Step 3 - Build a simple experiment matrix
Use a compact matrix:
- window name and date range
- discount percent tested
- audience segment focus (new wishlist traffic, returning visitors)
- key message angle (value, update, urgency, social proof)
- success metric and failure threshold
Keep this matrix small enough to review weekly.
Step 4 - Track the right metrics after each window
Minimum review metrics:
- gross units sold
- net revenue after platform fee
- conversion rate change vs baseline
- wishlist-to-purchase trend
- refund rate movement
One high unit spike with weaker net revenue may still be a loss.
Step 5 - Add stop-loss and cooldown rules
Set two protection rules:
- Stop-loss: halt repeated discounting if net revenue per day drops below threshold
- Cooldown: require a no-discount interval before next test window
This protects long-term pricing trust and keeps experiments meaningful.
Pro Tips
- Keep your test windows aligned to one clear operational rhythm (for example, weekly review every Monday) so the team does not evaluate results at random times.
- Pair each pricing test with one short change-log note (patch size, major bug fixes, content drops) so you can separate pricing impact from product-change impact.
- Freeze new discount experiments when store reviews trend sharply negative. Fix sentiment first, then resume pricing tests.
- Tag each test window with one owner and one approval deadline so discount changes are not blocked by last-minute ambiguity.
Common Mistakes
- Testing too many discount levels at once
- Ignoring regional pricing impact on net results
- Measuring only units sold instead of net revenue
- Running back-to-back promos with no recovery window
Troubleshooting
Discount increased units but revenue still dropped
Your discount depth likely exceeded your margin-safe zone. Re-test a narrower band and compare net, not gross.

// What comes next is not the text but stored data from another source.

use bevy::core_pipeline::tonemapping::Tonemapping;
use bevy::light::AmbientLight;
use bevy::post_process::bloom::Bloom;
use bevy::prelude::*;

use super::config::CameraConfig;

pub struct CamerasPlugin;

impl Plugin for CamerasPlugin {
    fn build(&self, app: &mut App) {
        app.add_systems(Startup, spawn_scale_camera).add_systems(
            Update,
            (update_bloom_settings, update_clear_color, update_projection),
        );
    }
}

/// The single camera travelling along the zoom axis.
#[derive(Component, Reflect)]
#[reflect(Component)]
pub struct ScaleCamera;

fn spawn_scale_camera(mut commands: Commands, camera_config: Res<CameraConfig>) {
    commands
        .spawn(Camera3d::default())
        .insert(Transform::from_xyz(0.0, 0.0, 1.0).looking_at(Vec3::ZERO, Vec3::Y))
        .insert(Projection::from(perspective_projection(&camera_config)))
        .insert(Tonemapping::TonyMcMapface)
        .insert(bloom_settings(&camera_config))
        // ambient on the camera rather than as a global resource so the inspector drives it
        .insert(ambient_light(&camera_config))
        .insert(ScaleCamera);

    debug!(
        "spawned scale camera: fov {} near {} far {}",
        camera_config.fov_degrees, camera_config.near, camera_config.far
    );
}

fn perspective_projection(camera_config: &CameraConfig) -> PerspectiveProjection {
    PerspectiveProjection {
        fov: camera_config.fov_degrees.to_radians(),
        near: camera_config.near,
        far: camera_config.far,
        ..default()
    }
}

fn ambient_light(camera_config: &CameraConfig) -> AmbientLight {
    AmbientLight {
        color: camera_config.ambient_color,
        brightness: camera_config.ambient_brightness,
        ..default()
    }
}

fn bloom_settings(camera_config: &CameraConfig) -> Bloom {
    let mut bloom = Bloom::NATURAL;

    bloom.intensity = camera_config.bloom_intensity;
    bloom.low_frequency_boost = camera_config.bloom_low_frequency_boost;
    bloom.high_pass_frequency = camera_config.bloom_high_pass_frequency;
    bloom.prefilter.threshold = camera_config.bloom_threshold;
    bloom
}

// propagate inspector edits back to the camera
fn update_bloom_settings(
    camera_config: Res<CameraConfig>,
    camera: Single<(&mut Bloom, &mut AmbientLight), With<ScaleCamera>>,
) {
    if !camera_config.is_changed() {
        return;
    }
    let (mut bloom, mut ambient) = camera.into_inner();
    *bloom = bloom_settings(&camera_config);
    *ambient = ambient_light(&camera_config);
}

// aspect ratio belongs to the viewport sync, so only the lens fields are touched here
fn update_projection(
    camera_config: Res<CameraConfig>,
    mut camera: Single<&mut Projection, With<ScaleCamera>>,
) {
    if !camera_config.is_changed() {
        return;
    }
    if let Projection::Perspective(perspective) = &mut **camera {
        perspective.fov = camera_config.fov_degrees.to_radians();
        perspective.near = camera_config.near;
        perspective.far = camera_config.far;
    }
}

// this allows us to use Inspector reflection to manually update ClearColor to
// different values while running from the ui_for_resources provided by bevy_inspector_egui
fn update_clear_color(camera_config: Res<CameraConfig>, mut clear_color: ResMut<ClearColor>) {
    if camera_config.is_changed() {
        clear_color.0 = camera_config
            .clear_color
            .darker(camera_config.darkening_factor);
    }
}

Results look noisy and hard to interpret
Window mixed too many variables (price, copy, and major update). Stabilize one variable next cycle.
Community expects constant sales now
You conditioned buyers with dense promo cadence. Add cooldown spacing and restore value messaging at full price windows.
Mini Challenge
Create launch_discount_experiment_round1.md with:
- baseline assumptions
- two launch-window hypotheses
- one test matrix table
- pass/fail metric thresholds
- next action if each test fails
Use it for your next store-event planning sprint.
FAQ
How big should my first launch-window discount test be?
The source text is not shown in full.